··· PROVIDED DATA

//! # Siteharvest
//!
//! A configuration-driven engine for extracting tabular records from
//! listing-style web pages.
//!
//! A run is described by a [`RunConfig`](config::RunConfig):
//!
//! - **Start URLs**: entry points visited one after another
//! - **Traversal**: infinite scroll, click pagination or URL-templated
//!   pagination
//! - **Extraction schema**: an item selector plus a field-to-selector map
//! - **Columns**: the fixed column order of the output table
//!
//! The [`Harvester`](orchestrator::Harvester) drives a
//! [`PageDriver`](driver::PageDriver) through each start URL, collects the
//! records, projects them onto the columns and hands the table to a
//! [`RecordSink`](output::RecordSink).
//!
//! ## Quick Start
//!
//! ```rust,ignore
//! use siteharvest::prelude::*;
//!
//! let config = RunConfig::from_path("harvest.json")?;
//! let driver = HtmlPageDriver::new(ReqwestFetcher::new(FetchConfig::default())?);
//! let harvester = Harvester::new(config, driver)?;
//!
//! let mut sink = sink_for_path(&harvester.config().output_file);
//! let summary = harvester.run(sink.as_mut()).await?;
//! println!("{}", summary.describe());
//! ```

#![forbid(unsafe_code)]
#![warn(
    clippy::all,
    clippy::pedantic,
    missing_docs,
    rust_2018_idioms
)]
#![allow(
    clippy::module_name_repetitions,
    clippy::must_use_candidate,
    clippy::missing_errors_doc,
    clippy::missing_panics_doc
)]

pub mod config;
pub mod driver;
pub mod errors;
pub mod events;
pub mod extract;
pub mod observability;
pub mod orchestrator;
pub mod output;
pub mod projection;
pub mod testing;
pub mod traversal;

/// Prelude module for convenient imports
pub mod prelude {
    pub use crate::config::{
        ExtractionSchema, FieldSpec, HarvestFile, RunConfig, TraversalConfig, TraversalMode,
        UrlTemplate,
    };
    pub use crate::driver::{
        ElementHandle, FetchConfig, Fetcher, HtmlPageDriver, PageDriver, StaticFetcher, WaitUntil,
    };
    #[cfg(feature = "http")]
    pub use crate::driver::ReqwestFetcher;
    #[cfg(feature = "browser")]
    pub use crate::driver::{BrowserLaunch, BrowserPageDriver};
    pub use crate::errors::{ConfigurationError, DriverError, HarvestError, SinkError};
    pub use crate::events::{CollectingEventSink, EventSink, LoggingEventSink, NoOpEventSink};
    pub use crate::extract::{Record, RecordExtractor, ResultSet};
    pub use crate::orchestrator::{Harvester, RunSummary, UrlSummary};
    pub use crate::output::{sink_for_path, CsvSink, JsonLinesSink, MemorySink, RecordSink};
    pub use crate::projection::project;
    pub use crate::traversal::{StopReason, TraversalOutcome, TraversalStrategy};
}

pub use errors::{HarvestError, Result};
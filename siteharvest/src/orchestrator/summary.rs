//! Run summaries.

use chrono::{DateTime, Utc};
use serde::Serialize;
use uuid::Uuid;

use crate::traversal::StopReason;

/// What happened at one start URL.
#[derive(Debug, Clone, PartialEq, Eq, Serialize)]
pub struct UrlSummary {
    /// The start URL.
    pub url: String,
    /// Strategy applied.
    pub strategy: String,
    /// Scrolls performed or pages extracted.
    pub steps: u32,
    /// Why the traversal ended.
    pub stop: StopReason,
    /// Records extracted at this URL.
    pub records: usize,
}

/// Outcome of a whole run.
#[derive(Debug, Clone, Serialize)]
pub struct RunSummary {
    /// Identifier of the run, also carried by its events and log spans.
    pub run_id: Uuid,
    /// When the run started.
    pub started_at: DateTime<Utc>,
    /// When the last start URL finished.
    pub finished_at: DateTime<Utc>,
    /// Wall-clock duration in milliseconds.
    pub duration_ms: f64,
    /// Number of start URLs processed.
    pub urls_visited: usize,
    /// Records in the final table.
    pub records: usize,
    /// Per start URL breakdown, in visiting order.
    pub per_url: Vec<UrlSummary>,
}

impl RunSummary {
    /// One-line human-readable description.
    #[must_use]
    pub fn describe(&self) -> String {
        format!(
            "run {} harvested {} records from {} URLs in {:.0} ms",
            self.run_id, self.records, self.urls_visited, self.duration_ms
        )
    }
}
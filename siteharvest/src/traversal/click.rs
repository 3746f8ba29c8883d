//! Click-based pagination.

use async_trait::async_trait;
use tracing::{debug, instrument};

use super::{StopReason, TraversalOutcome, TraversalStrategy};
use crate::config::ClickPaginationSettings;
use crate::driver::PageDriver;
use crate::errors::Result;
use crate::extract::RecordExtractor;

/// Extracts the current page, activates the "next" control, and repeats.
#[derive(Debug, Clone)]
pub struct ClickPagination {
    settings: ClickPaginationSettings,
}

impl ClickPagination {
    /// Creates the strategy.
    #[must_use]
    pub fn new(settings: ClickPaginationSettings) -> Self {
        Self { settings }
    }

    /// The pagination parameters.
    #[must_use]
    pub fn settings(&self) -> &ClickPaginationSettings {
        &self.settings
    }
}

#[async_trait]
impl TraversalStrategy for ClickPagination {
    fn name(&self) -> &'static str {
        "click_pagination"
    }

    #[instrument(skip_all, fields(max_pages = self.settings.max_pages))]
    async fn traverse(
        &self,
        driver: &dyn PageDriver,
        extractor: &RecordExtractor,
    ) -> Result<TraversalOutcome> {
        let mut records = Vec::new();

        for page in 1..=self.settings.max_pages {
            let batch = extractor.extract(driver).await?;
            debug!(page, records = batch.len(), "Extracted page");
            records.extend(batch);

            let Some(next_selector) = self.settings.next_selector.as_deref() else {
                return Ok(TraversalOutcome::new(records, page, StopReason::SinglePage));
            };
            let Some(next) = driver.query_selector(None, next_selector).await? else {
                debug!(page, next_selector, "Next control not found");
                return Ok(TraversalOutcome::new(records, page, StopReason::NoNextControl));
            };

            driver.click(next).await?;
            driver.wait_for_timeout(self.settings.pause).await;
        }

        Ok(TraversalOutcome::new(
            records,
            self.settings.max_pages,
            StopReason::MaxPages,
        ))
    }
}
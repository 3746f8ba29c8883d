//! CSV output.

use std::fs::File;
use std::io::{self, BufWriter, Write};
use std::path::{Path, PathBuf};

use super::{ensure_parent_dir, RecordSink};
use crate::errors::SinkError;
use crate::extract::Record;

const SEPARATOR: char = ',';

fn needs_quotes(cell: &str) -> bool {
    cell.contains(SEPARATOR) || cell.contains('"') || cell.contains('\n') || cell.contains('\r')
}

fn write_row<'a, W: Write>(w: &mut W, cells: impl IntoIterator<Item = &'a str>) -> io::Result<()> {
    for (index, cell) in cells.into_iter().enumerate() {
        if index > 0 {
            write!(w, "{SEPARATOR}")?;
        }
        if needs_quotes(cell) {
            write!(w, "\"{}\"", cell.replace('"', "\"\""))?;
        } else {
            w.write_all(cell.as_bytes())?;
        }
    }
    writeln!(w)
}

/// Writes a header row of `columns` and one row per record. Null values are
/// empty cells.
pub fn write_csv<W: Write>(w: &mut W, columns: &[String], records: &[Record]) -> io::Result<()> {
    write_row(w, columns.iter().map(String::as_str))?;
    for record in records {
        write_row(
            w,
            columns
                .iter()
                .map(|column| record.get(column).unwrap_or_default()),
        )?;
    }
    Ok(())
}

/// Writes the table to a CSV file, replacing any previous content.
#[derive(Debug, Clone)]
pub struct CsvSink {
    path: PathBuf,
}

impl CsvSink {
    /// Creates a sink writing to `path`.
    #[must_use]
    pub fn new(path: impl Into<PathBuf>) -> Self {
        Self { path: path.into() }
    }

    /// The output file.
    #[must_use]
    pub fn path(&self) -> &Path {
        &self.path
    }
}

impl RecordSink for CsvSink {
    fn write(&mut self, columns: &[String], records: &[Record]) -> Result<(), SinkError> {
        ensure_parent_dir(&self.path)?;
        let mut writer = BufWriter::new(File::create(&self.path)?);
        write_csv(&mut writer, columns, records)?;
        writer.flush()?;
        Ok(())
    }
}
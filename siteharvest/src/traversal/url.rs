//! URL-templated pagination.

use async_trait::async_trait;
use tracing::{debug, instrument, warn};

use super::{StopReason, TraversalOutcome, TraversalStrategy};
use crate::config::UrlPaginationSettings;
use crate::driver::{PageDriver, WaitUntil};
use crate::errors::{HarvestError, Result};
use crate::extract::RecordExtractor;

/// Visits `max_pages` consecutive page URLs built from a template.
#[derive(Debug, Clone)]
pub struct UrlPagination {
    settings: UrlPaginationSettings,
}

impl UrlPagination {
    /// Creates the strategy.
    #[must_use]
    pub fn new(settings: UrlPaginationSettings) -> Self {
        Self { settings }
    }

    /// The pagination parameters.
    #[must_use]
    pub fn settings(&self) -> &UrlPaginationSettings {
        &self.settings
    }

    /// Page URLs in visiting order. Ends early rather than wrap past
    /// `u32::MAX`.
    pub fn page_urls(&self) -> impl Iterator<Item = String> + '_ {
        (0..self.settings.max_pages)
            .map_while(|offset| self.settings.start_page.checked_add(offset))
            .map(|page| self.settings.url_template.render(page))
    }
}

#[async_trait]
impl TraversalStrategy for UrlPagination {
    fn name(&self) -> &'static str {
        "url_pagination"
    }

    #[instrument(skip_all, fields(template = %self.settings.url_template))]
    async fn traverse(
        &self,
        driver: &dyn PageDriver,
        extractor: &RecordExtractor,
    ) -> Result<TraversalOutcome> {
        if self.settings.url_template.is_empty() {
            warn!("No URL template configured, skipping pagination");
            return Ok(TraversalOutcome::empty(StopReason::TemplateMissing));
        }

        let mut records = Vec::new();
        let mut pages = 0;
        for url in self.page_urls() {
            driver
                .goto(&url, WaitUntil::NetworkIdle)
                .await
                .map_err(|err| HarvestError::navigation(url.as_str(), err))?;
            let batch = extractor.extract(driver).await?;
            debug!(url = %url, records = batch.len(), "Extracted page");
            records.extend(batch);
            pages += 1;
            driver.wait_for_timeout(self.settings.pause).await;
        }

        Ok(TraversalOutcome::new(records, pages, StopReason::MaxPages))
    }
}

#[cfg(test)]
mod tests {
    use super::*;
    use crate::config::UrlTemplate;
    use crate::testing::{
        assert_column_values, company_schema, listing_page, CompanyCard, ScriptedDriver,
    };
    use std::time::Duration;

    fn strategy(template: &str, start_page: u32, max_pages: u32) -> UrlPagination {
        UrlPagination::new(UrlPaginationSettings {
            url_template: UrlTemplate::new(template),
            start_page,
            max_pages,
            pause: Duration::from_millis(1500),
        })
    }

    fn page(name: &str) -> String {
        listing_page(&[CompanyCard::new(name)], None)
    }

    #[tokio::test]
    async fn test_visits_every_page_in_order() {
        let driver = ScriptedDriver::new()
            .with_page("https://site.test/list?page=1", page("A"))
            .with_page("https://site.test/list?page=2", page("B"))
            .with_page("https://site.test/list?page=3", page("C"));
        let extractor = RecordExtractor::new(company_schema());

        let outcome = strategy("https://site.test/list?page={page}", 1, 3)
            .traverse(&driver, &extractor)
            .await
            .unwrap();

        assert_eq!(
            driver.visited_urls(),
            vec![
                "https://site.test/list?page=1",
                "https://site.test/list?page=2",
                "https://site.test/list?page=3",
            ]
        );
        assert_eq!(outcome.steps, 3);
        assert_eq!(outcome.stop, StopReason::MaxPages);
        assert_eq!(driver.waits().len(), 3);
        assert_column_values(&outcome.records, "company_name", &[Some("A"), Some("B"), Some("C")]);
    }

    #[tokio::test]
    async fn test_empty_pages_do_not_stop_early() {
        let driver = ScriptedDriver::new().with_fallback_page("<p>nothing here</p>");
        let extractor = RecordExtractor::new(company_schema());

        let outcome = strategy("https://site.test/{page}", 5, 4)
            .traverse(&driver, &extractor)
            .await
            .unwrap();

        assert!(outcome.records.is_empty());
        assert_eq!(
            driver.visited_urls(),
            vec![
                "https://site.test/5",
                "https://site.test/6",
                "https://site.test/7",
                "https://site.test/8",
            ]
        );
    }

    #[tokio::test]
    async fn test_missing_template_does_nothing() {
        let driver = ScriptedDriver::new().with_fallback_page(page("A"));
        let extractor = RecordExtractor::new(company_schema());

        let outcome = strategy("", 1, 3).traverse(&driver, &extractor).await.unwrap();

        assert_eq!(outcome, TraversalOutcome::empty(StopReason::TemplateMissing));
        assert!(driver.calls().is_empty());
    }

    #[tokio::test]
    async fn test_navigation_failure_is_fatal() {
        let driver = ScriptedDriver::new()
            .with_fallback_page(page("A"))
            .with_failing_url("https://site.test/2");
        let extractor = RecordExtractor::new(company_schema());

        let err = strategy("https://site.test/{page}", 1, 3)
            .traverse(&driver, &extractor)
            .await
            .unwrap_err();

        match err {
            HarvestError::Navigation { url, .. } => assert_eq!(url, "https://site.test/2"),
            other => panic!("unexpected error {other:?}"),
        }
        assert_eq!(driver.visited_urls().len(), 2);
    }

    #[test]
    fn test_page_numbers_stop_at_overflow() {
        let urls: Vec<_> = strategy("p{page}", u32::MAX - 1, 3).page_urls().collect();
        assert_eq!(urls, vec![format!("p{}", u32::MAX - 1), format!("p{}", u32::MAX)]);
    }
}
//! Schema projection: reshaping records to the output column set.

use crate::extract::Record;

/// Projects one record onto `columns`: exactly those keys, in that order,
/// with absent fields as `None`. Fields outside `columns` are dropped.
#[must_use]
pub fn project_record<S: AsRef<str>>(record: &Record, columns: &[S]) -> Record {
    columns
        .iter()
        .map(|column| {
            let column = column.as_ref();
            (column, record.get(column).map(ToString::to_string))
        })
        .collect()
}

/// Projects every record onto `columns`, keeping record order.
#[must_use]
pub fn project<S: AsRef<str>>(records: &[Record], columns: &[S]) -> Vec<Record> {
    records
        .iter()
        .map(|record| project_record(record, columns))
        .collect()
}

#[cfg(test)]
mod tests {
    use super::*;
    use crate::config::{ExtractionSchema, FieldSpec};
    use crate::driver::{HtmlPageDriver, StaticFetcher};
    use crate::extract::RecordExtractor;
    use pretty_assertions::assert_eq;

    fn record(pairs: &[(&str, Option<&str>)]) -> Record {
        pairs
            .iter()
            .map(|(k, v)| (*k, v.map(ToString::to_string)))
            .collect()
    }

    #[test]
    fn test_projection_orders_fills_and_drops() {
        let source = vec![record(&[
            ("website", Some("https://acme.com")),
            ("name", Some("Acme")),
            ("internal_id", Some("42")),
        ])];

        let projected = project(&source, &["name", "phone", "website"]);

        assert_eq!(
            projected,
            vec![record(&[
                ("name", Some("Acme")),
                ("phone", None),
                ("website", Some("https://acme.com")),
            ])]
        );
    }

    #[test]
    fn test_projection_is_idempotent() {
        let source = vec![
            record(&[("b", Some("1")), ("x", Some("drop"))]),
            record(&[("a", Some("2"))]),
        ];
        let columns = ["a", "b", "c"];

        let once = project(&source, &columns);
        let twice = project(&once, &columns);
        assert_eq!(once, twice);
    }

    #[test]
    fn test_projection_with_no_columns() {
        let projected = project(&[record(&[("a", Some("1"))])], &[] as &[&str]);
        assert_eq!(projected.len(), 1);
        assert!(projected[0].is_empty());
    }

    #[tokio::test]
    async fn test_acme_scenario() {
        let driver = HtmlPageDriver::new(StaticFetcher::new());
        driver.load_html(
            "https://directory.test/",
            r#"<div class="item"><h1>  Acme Corp </h1><a class="mail" href="mailto:info@acme.com">mail</a></div>"#,
        );
        let schema = ExtractionSchema::new(".item")
            .with_field("name", "h1")
            .with_field("email", FieldSpec::attribute("a.mail", "href"));

        let records = RecordExtractor::new(schema).extract(&driver).await.unwrap();
        let projected = project(&records, &["name", "email", "phone"]);

        assert_eq!(
            projected,
            vec![record(&[
                ("name", Some("Acme Corp")),
                ("email", Some("info@acme.com")),
                ("phone", None),
            ])]
        );
        assert_eq!(
            serde_json::to_string(&projected[0]).unwrap(),
            r#"{"name":"Acme Corp","email":"info@acme.com","phone":null}"#
        );
    }
}
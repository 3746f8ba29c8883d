//! Testing utilities for harvest runs.
//!
//! This module provides:
//! - A scripted page driver with call recording
//! - HTML fixtures and matching schemas
//! - Assertions over records

mod assertions;
mod fixtures;
mod mocks;

pub use assertions::{assert_column_values, assert_columns, column_values};
pub use fixtures::{company_run, company_schema, listing_page, CompanyCard};
pub use mocks::{DriverCall, ScriptedDriver};
#[async_trait]
impl PageDriver for BrowserPageDriver {
    async fn goto(&self, url: &str, wait_until: WaitUntil) -> Result<(), DriverError> {
        let navigation_error = |message: String| DriverError::Navigation {
            url: url.to_string(),
            status: None,
            message,
        };

        self.next_generation();
        // A failed mark only means the old document is already gone.
        let _ = self.run_script(&format!("window.{STALE_MARKER} = true")).await;
        self.client.network().reset();

        debug!(url = %url, wait_until = wait_until.as_str(), "Navigating");
        let result = self
            .client
            .send("Page.navigate", json!({ "url": url }))
            .await
            .map_err(|err| navigation_error(err.to_string()))?;
        if let Some(error_text) = result.get("errorText").and_then(Value::as_str) {
            return Err(navigation_error(error_text.to_string()));
        }
        if result.get("loaderId").is_none() {
            // Same-document navigation keeps the page, marker included.
            let _ = self.run_script(&format!("delete window.{STALE_MARKER}")).await;
        }

        self.wait_until_ready(url, wait_until).await?;
        *self.current_url.lock() = Some(url.to_string());
        Ok(())
    }

    fn current_url(&self) -> Option<String> {
        self.current_url.lock().clone()
    }

    async fn query_selector(
        &self,
        scope: Option<ElementHandle>,
        selector: &str,
    ) -> Result<Option<ElementHandle>, DriverError> {
        Ok(self.query(scope, selector, Some(1)).await?.into_iter().next())
    }

    async fn query_selector_all(
        &self,
        scope: Option<ElementHandle>,
        selector: &str,
    ) -> Result<Vec<ElementHandle>, DriverError> {
        self.query(scope, selector, None).await
    }

    async fn inner_text(&self, element: ElementHandle) -> Result<String, DriverError> {
        let value = self.element_value(element, "el.innerText").await?;
        Ok(value.as_str().unwrap_or_default().to_string())
    }

    async fn get_attribute(
        &self,
        element: ElementHandle,
        name: &str,
    ) -> Result<Option<String>, DriverError> {
        let body = format!("el.getAttribute({})", js_string(name));
        let value = self.element_value(element, &body).await?;
        Ok(value.as_str().map(ToString::to_string))
    }

    async fn click(&self, element: ElementHandle) -> Result<(), DriverError> {
        self.element_value(element, "(el.scrollIntoView({block: 'center'}), el.click(), null)")
            .await?;
        self.next_generation();
        Ok(())
    }

    async fn evaluate(&self, expression: &str) -> Result<Value, DriverError> {
        self.run_script(expression).await
    }
}

/// Encodes `value` as a JavaScript string literal.
fn js_string(value: &str) -> String {
    Value::String(value.to_string()).to_string()
}

fn query_script(
    generation: u64,
    scope: Option<ElementHandle>,
    selector: &str,
    limit: Option<usize>,
) -> String {
    let scope = scope.map_or_else(|| "null".to_string(), |s| s.node().to_string());
    let limit = limit.map_or_else(|| "null".to_string(), |l| l.to_string());
    format!(
        r"(() => {{
  let reg = window.__siteharvest;
  if (!reg || reg.generation !== {generation}) {{
    reg = window.__siteharvest = {{ generation: {generation}, nodes: [] }};
  }}
  const scope = {scope};
  const root = scope === null ? document : reg.nodes[scope];
  if (!root) return {{ stale: true }};
  let found;
  try {{ found = Array.from(root.querySelectorAll({selector})); }}
  catch (e) {{ return {{ invalid: true }}; }}
  const limit = {limit};
  if (limit !== null) found = found.slice(0, limit);
  return {{ value: found.map((el) => reg.nodes.push(el) - 1) }};
}})()",
        selector = js_string(selector),
    )
}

······

◆ **ACTIVITY**
Exactly how many lines in the listing above hold the string "orchestrator"? State the number by itself.

◆ **YOUR SOLUTION**
4